▸ **ABOUT THIS TASK**: Your answer must consist of exactly the lines below, starting with the line with "event for animations/timers" and going on through the line with "Start the upgrade", and nothing else.
::: MATERIALS PROVIDED :::
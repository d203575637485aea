//! Local command execution using `tokio::process`

use std::process::Stdio;
use std::time::Instant;

use async_trait::async_trait;
use tokio::process::Command;
use tracing::{debug, error, instrument, warn};

use crate::error::ExecError;
use crate::result::CommandResult;
use crate::traits::CommandRunner;

/// Local command runner
///
/// Executes command lines on the local machine through `sh -c`, so templates
/// may contain pipes and filters.
#[derive(Debug, Clone)]
pub struct LocalRunner {
    shell: String,
}

impl LocalRunner {
    /// Create a runner using `sh`
    #[must_use]
    pub fn new() -> Self {
        Self {
            shell: "sh".to_string(),
        }
    }

    /// Use a different POSIX shell binary
    #[must_use]
    pub fn with_shell(mut self, shell: impl Into<String>) -> Self {
        self.shell = shell.into();
        self
    }

    #[instrument(skip(self), level = "debug")]
    async fn execute(&self, cmd: &str) -> Result<CommandResult, ExecError> {
        let start = Instant::now();

        debug!(command = %cmd, shell = %self.shell, "executing local command");

        let child = Command::new(&self.shell)
            .arg("-c")
            .arg(cmd)
            .stdin(Stdio::null())
            .stdout(Stdio::piped())
            .stderr(Stdio::piped())
            .spawn()
            .map_err(|e| ExecError::Spawn {
                command: cmd.to_string(),
                cause: e.to_string(),
            })?;

        let output = child.wait_with_output().await.map_err(|e| ExecError::Io {
            command: cmd.to_string(),
            cause: e.to_string(),
        })?;

        let duration = start.elapsed();

        let status = output.status.code().unwrap_or(-1);
        let stdout = String::from_utf8_lossy(&output.stdout).to_string();
        let stderr = String::from_utf8_lossy(&output.stderr).to_string();

        debug!(
            command = %cmd,
            status = status,
            duration = ?duration,
            "command completed"
        );

        if !output.status.success() {
            error!(
                command = %cmd,
                status = status,
                stderr = %stderr,
                "command failed"
            );
        } else if !stderr.is_empty() {
            warn!(command = %cmd, stderr = %stderr, "command wrote to stderr");
        }

        Ok(CommandResult {
            status,
            stdout,
            stderr,
            duration,
        })
    }
}

impl Default for LocalRunner {
    fn default() -> Self {
        Self::new()
    }
}

#[async_trait]
impl CommandRunner for LocalRunner {
    async fn run(&self, cmd: &str) -> Result<CommandResult, ExecError> {
        self.execute(cmd).await
    }

    fn runner_type(&self) -> &'static str {
        "local"
    }
}
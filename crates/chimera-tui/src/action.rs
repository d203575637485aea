//! User actions for the TUI application

use chimera_core::{UpdateOutcome, UpgradeOutcome};

/// Actions that can be performed in the application
#[derive(Debug, Clone, PartialEq)]
pub enum Action {
    /// Quit the application
    Quit,
    /// Tick event for animations/timers
    Tick,
    /// Render the UI
    Render,
    /// Move button focus right
    FocusNext,
    /// Move button focus left
    FocusPrev,
    /// Press the focused button
    Press,
    /// Start an update check
    CheckUpdates,
    /// Start the upgrade
    InstallUpdates,
    /// Show help popup
    Help,
    /// Close popup
    Back,
    /// Update check finished on the worker task
    CheckFinished(Result<UpdateOutcome, String>),
    /// Upgrade finished on the worker task
    UpgradeFinished(Result<UpgradeOutcome, String>),
    /// No action
    None,
}
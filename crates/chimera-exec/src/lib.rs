//! chimera-exec: Local command execution
//!
//! Provides the command runner seam used by package-manager backends, a
//! shell-backed local implementation and executable probing on `PATH`.

pub mod error;
pub mod local;
pub mod probe;
pub mod result;
pub mod traits;

pub use error::ExecError;
pub use local::LocalRunner;
pub use probe::{PathProbe, ToolProbe};
pub use result::CommandResult;
pub use traits::CommandRunner;
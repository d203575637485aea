//! Core error types for chimera-core

use chimera_exec::ExecError;
use chimera_pkg::ResolveError;
use thiserror::Error;

/// Errors that can occur in core operations
///
/// Failed checks and upgrades are not errors; they come back as
/// [`UpdateOutcome`](crate::outcome::UpdateOutcome) and
/// [`UpgradeOutcome`](crate::outcome::UpgradeOutcome) values.
#[derive(Error, Debug, Clone)]
pub enum CoreError {
    /// A package manager command could not be launched
    #[error(transparent)]
    Execution(#[from] ExecError),

    /// No package manager could be chosen at startup
    #[error(transparent)]
    Resolve(#[from] ResolveError),

    /// Configuration error
    #[error("configuration error: {0}")]
    Config(String),
}
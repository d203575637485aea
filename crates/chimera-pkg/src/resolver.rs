//! Package manager selection for the running distribution

use std::path::PathBuf;

use chimera_exec::{PathProbe, ToolProbe};
use tracing::{debug, info, instrument, warn};

use crate::distro::{DistroId, OS_RELEASE_PATH};
use crate::error::ResolveError;
use crate::types::PackageManager;

/// A tool whose presence selects a backend
#[derive(Debug, Clone, Copy)]
pub struct Candidate {
    /// Binary probed on `PATH`
    pub tool: &'static str,
    /// Builds the backend once the tool is found
    pub build: fn() -> PackageManager,
}

const DEBIAN_FAMILY: &[Candidate] = &[
    Candidate {
        tool: "nala",
        build: PackageManager::nala,
    },
    Candidate {
        tool: "apt",
        build: PackageManager::apt,
    },
];

const FEDORA_FAMILY: &[Candidate] = &[Candidate {
    tool: "dnf",
    build: PackageManager::dnf,
}];

const ARCH_FAMILY: &[Candidate] = &[Candidate {
    tool: "pacman",
    build: PackageManager::pacman,
}];

/// Supported distros and their candidates, in preference order
const SUPPORTED: &[(&str, &[Candidate])] = &[
    ("debian", DEBIAN_FAMILY),
    ("ubuntu", DEBIAN_FAMILY),
    ("fedora", FEDORA_FAMILY),
    ("arch", ARCH_FAMILY),
    ("arcolinux", ARCH_FAMILY),
];

/// Candidates for a distro, or `None` if it is unsupported
#[must_use]
pub fn candidates_for(distro: &DistroId) -> Option<&'static [Candidate]> {
    SUPPORTED
        .iter()
        .find(|(id, _)| *id == distro.as_str())
        .map(|(_, candidates)| *candidates)
}

/// Ids of all supported distros
pub fn supported_distros() -> impl Iterator<Item = &'static str> {
    SUPPORTED.iter().map(|(id, _)| *id)
}

/// Picks the package manager for this machine
///
/// Reads the distro id from the os-release file, then returns the first
/// candidate of that distro whose tool is installed.
#[derive(Debug, Clone)]
pub struct DistroResolver<P = PathProbe> {
    os_release: PathBuf,
    probe: P,
}

impl DistroResolver<PathProbe> {
    /// Resolver reading `/etc/os-release` and probing `PATH`
    #[must_use]
    pub fn new() -> Self {
        Self {
            os_release: PathBuf::from(OS_RELEASE_PATH),
            probe: PathProbe,
        }
    }
}

impl Default for DistroResolver<PathProbe> {
    fn default() -> Self {
        Self::new()
    }
}

impl<P: ToolProbe> DistroResolver<P> {
    /// Read a different release file
    #[must_use]
    pub fn with_os_release(mut self, path: impl Into<PathBuf>) -> Self {
        self.os_release = path.into();
        self
    }

    /// Replace the tool probe
    pub fn with_probe<Q: ToolProbe>(self, probe: Q) -> DistroResolver<Q> {
        DistroResolver {
            os_release: self.os_release,
            probe,
        }
    }

    /// Identify the running distribution
    ///
    /// # Errors
    /// Returns [`ResolveError::DistroUnknown`] if the release file is
    /// unreadable or has no `ID=` line
    pub fn identify(&self) -> Result<DistroId, ResolveError> {
        DistroId::from_os_release(&self.os_release)
    }

    /// Pick the preferred installed backend for `distro`
    ///
    /// Unsupported distros fail before any tool is probed.
    ///
    /// # Errors
    /// Returns [`ResolveError::UnsupportedDistro`] or
    /// [`ResolveError::NoAvailableBackend`]
    #[instrument(skip(self, distro), fields(distro = %distro))]
    pub fn select(&self, distro: &DistroId) -> Result<PackageManager, ResolveError> {
        let Some(candidates) = candidates_for(distro) else {
            warn!("distro not supported");
            return Err(ResolveError::UnsupportedDistro {
                distro_id: distro.clone(),
            });
        };

        for candidate in candidates {
            if self.probe.is_available(candidate.tool) {
                let manager = (candidate.build)();
                info!(manager = %manager, "selected package manager");
                return Ok(manager);
            }
            debug!(tool = candidate.tool, "candidate tool not installed");
        }

        Err(ResolveError::NoAvailableBackend {
            distro_id: distro.clone(),
            tried: candidates.iter().map(|c| c.tool.to_string()).collect(),
        })
    }

    /// Identify the distro and pick its backend
    ///
    /// # Errors
    /// Any [`ResolveError`]
    pub fn resolve(&self) -> Result<PackageManager, ResolveError> {
        let distro = self.identify()?;
        info!(distro = %distro, "detected distribution");
        self.select(&distro)
    }
}
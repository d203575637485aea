//! Error types for chimera-pkg

use std::path::PathBuf;

use thiserror::Error;

use crate::distro::DistroId;

/// Errors raised while choosing a package manager at startup
///
/// All of them are fatal for the front-ends: there is nothing to drive
/// without a backend.
#[derive(Error, Debug, Clone, PartialEq, Eq)]
pub enum ResolveError {
    /// Release file unreadable or without an `ID=` line
    #[error("could not determine distro from {}: {reason}", .path.display())]
    DistroUnknown {
        /// Release file that was read
        path: PathBuf,
        /// What went wrong
        reason: String,
    },

    /// Distro is not in the support table
    #[error("no supported package manager found for distro: {distro_id}")]
    UnsupportedDistro {
        /// Detected distro
        distro_id: DistroId,
    },

    /// Distro is supported but none of its tools are installed
    #[error(
        "no supported package manager available for distro: {distro_id} (tried {})",
        .tried.join(", ")
    )]
    NoAvailableBackend {
        /// Detected distro
        distro_id: DistroId,
        /// Tools probed, in preference order
        tried: Vec<String>,
    },
}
:::
▸ **OUTPUT FOR THIS EXERCISE**:
    /// Tick event for animations/timers
    Tick,
    /// Render the UI
    Render,
    /// Move button focus right
    FocusNext,
    /// Move button focus left
    FocusPrev,
    /// Press the focused button
    Press,
    /// Start an update check
    CheckUpdates,
    /// Start the upgrade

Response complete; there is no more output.